Word2Vec assigns a single static vector to each word token regardless of surrounding words, so polysemous words like 'bank' always get the same representation. BERT generates a different vector for each token depending on its full sentential context, allowing it to disambiguate meaning on the fly.
How to think about it
Static embeddings (Word2Vec, GloVe)
Training finds one embedding per vocabulary entry by optimizing a prediction objective over a large corpus. At inference, you look up the word ID in an embedding table — fast and simple, but the vector is context-free.
from gensim.models import Word2Vec
model = Word2Vec.load("word2vec.model")
# Both sentences map to the SAME vector for "bank"

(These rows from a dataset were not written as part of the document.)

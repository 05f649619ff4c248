//! Cancellable fixed-rate background task.
//!
//! The task sleeps for an initial delay, then runs its body once per period
//! until cancelled or dropped. Ticks missed while a run is still in progress
//! are skipped rather than replayed.

use std::future::Future;
use std::sync::atomic::{AtomicBool, Ordering};
use std::time::Duration;

use tokio::sync::watch;
use tokio::task::JoinHandle;
use tokio::time::{interval_at, Instant, MissedTickBehavior};

const MIN_PERIOD: Duration = Duration::from_millis(1);

/// Handle to a periodically running body.
#[derive(Debug)]
pub struct RepeatingTask {
    period: Duration,
    cancelled: AtomicBool,
    shutdown_tx: watch::Sender<bool>,
    handle: JoinHandle<()>,
}

impl RepeatingTask {
    /// Spawn `body` to run every `period` after `initial_delay`.
    ///
    /// Must be called from inside a Tokio runtime.
    pub fn schedule<F, Fut>(initial_delay: Duration, period: Duration, mut body: F) -> Self
    where
        F: FnMut() -> Fut + Send + 'static,
        Fut: Future<Output = ()> + Send + 'static,
    {
        let period = period.max(MIN_PERIOD);
        let start = Instant::now() + initial_delay;
        let (shutdown_tx, mut shutdown_rx) = watch::channel(false);

        let handle = tokio::spawn(async move {
            let mut ticker = interval_at(start, period);
            ticker.set_missed_tick_behavior(MissedTickBehavior::Skip);

            loop {
                tokio::select! {
                    biased;

                    changed = shutdown_rx.changed() => {
                        if changed.is_err() || *shutdown_rx.borrow() {
                            break;
                        }
                    }

                    _ = ticker.tick() => {
                        body().await;
                    }
                }
            }
            tracing::trace!("Repeating task stopped");
        });

        Self {
            period,
            cancelled: AtomicBool::new(false),
            shutdown_tx,
            handle,
        }
    }

    pub fn period(&self) -> Duration {
        self.period
    }

    /// Stop future runs. A run already in progress finishes.
    ///
    /// Returns `false` if the task was already cancelled.
    pub fn cancel(&self) -> bool {
        if self.cancelled.swap(true, Ordering::AcqRel) {
            return false;
        }
        self.shutdown_tx.send_replace(true);
        true
    }

    pub fn is_cancelled(&self) -> bool {
        self.cancelled.load(Ordering::Acquire)
    }

    /// Whether the spawned loop has exited.
    pub fn is_finished(&self) -> bool {
        self.handle.is_finished()
    }
}

impl Drop for RepeatingTask {
    fn drop(&mut self) {
        self.cancel();
    }
}
//! Near Cache Invalidation
//!
//! Applies server-pushed invalidations to a near cache and keeps it from
//! drifting when pushes are lost:
//!
//! - [`InvalidationTracker`] follows per-partition sequence numbers and
//!   clears what it can no longer vouch for.
//! - [`ReconciliationScheduler`] periodically compares that bookkeeping with
//!   the cluster's authoritative metadata.
//! - [`RepeatingTask`] is the cancellable timer underneath the scheduler.

pub mod metadata;
pub mod repeating;
pub mod scheduler;
pub mod source;
pub mod tracker;

pub use metadata::{
    MapInvalidationMetadata, PartitionInvalidationMetadata, PartitionMetadataSnapshot, SequenceCheck,
};
pub use repeating::RepeatingTask;
pub use scheduler::{
    ReconciliationMetrics, ReconciliationScheduler, ReconciliationSnapshot, RegistrationId,
};
pub use source::InvalidationMetadataSource;
pub use tracker::{InvalidationTracker, Reconcilable, ReconcileOutcome};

v1 = model.wv["bank"] # "river bank"
v2 = model.wv["bank"] # "savings bank"
print((v1 == v2).all()) # True — identical
Contextual embeddings (BERT)
BERT runs a full Transformer encoder over the input sequence. Every layer attends to every other token. The output vector for token position i is a function of the entire sentence, not just the word type.
import torch
from transformers import BertTokenizer, BertModel
tokenizer = BertTokenizer.from_pretrained("bert-base-uncased")
model = BertModel.from_pretrained("bert-base-uncased")
model.eval()
def embed(sentence):
inputs = tokenizer(sentence, return_tensors="pt")
with torch.no_grad():
out = model(**inputs)
# CLS token embedding as sentence representation
return out.last_hidden_state[0, 0]
e1 = embed("I deposited money at the bank")
e2 = embed("We picnicked on the river bank")
import torch.nn.functional as F
print(F.cosine_similarity(e1.unsqueeze(0), e2.unsqueeze(0)).item())
# < 1.0 — different contexts yield different vectors
Comparison
| Aspect | Word2Vec | BERT |
|---|---|---|
| Vector per word | One (static) | One per occurrence (dynamic) |
| Polysemy handling | None | Full |
| Compute at inference | O(1) table lookup | Full forward pass |
| Training objective | Predict context words | Masked LM + NSP |
| Downstream tasks | Feature input | Fine-tune end-to-end |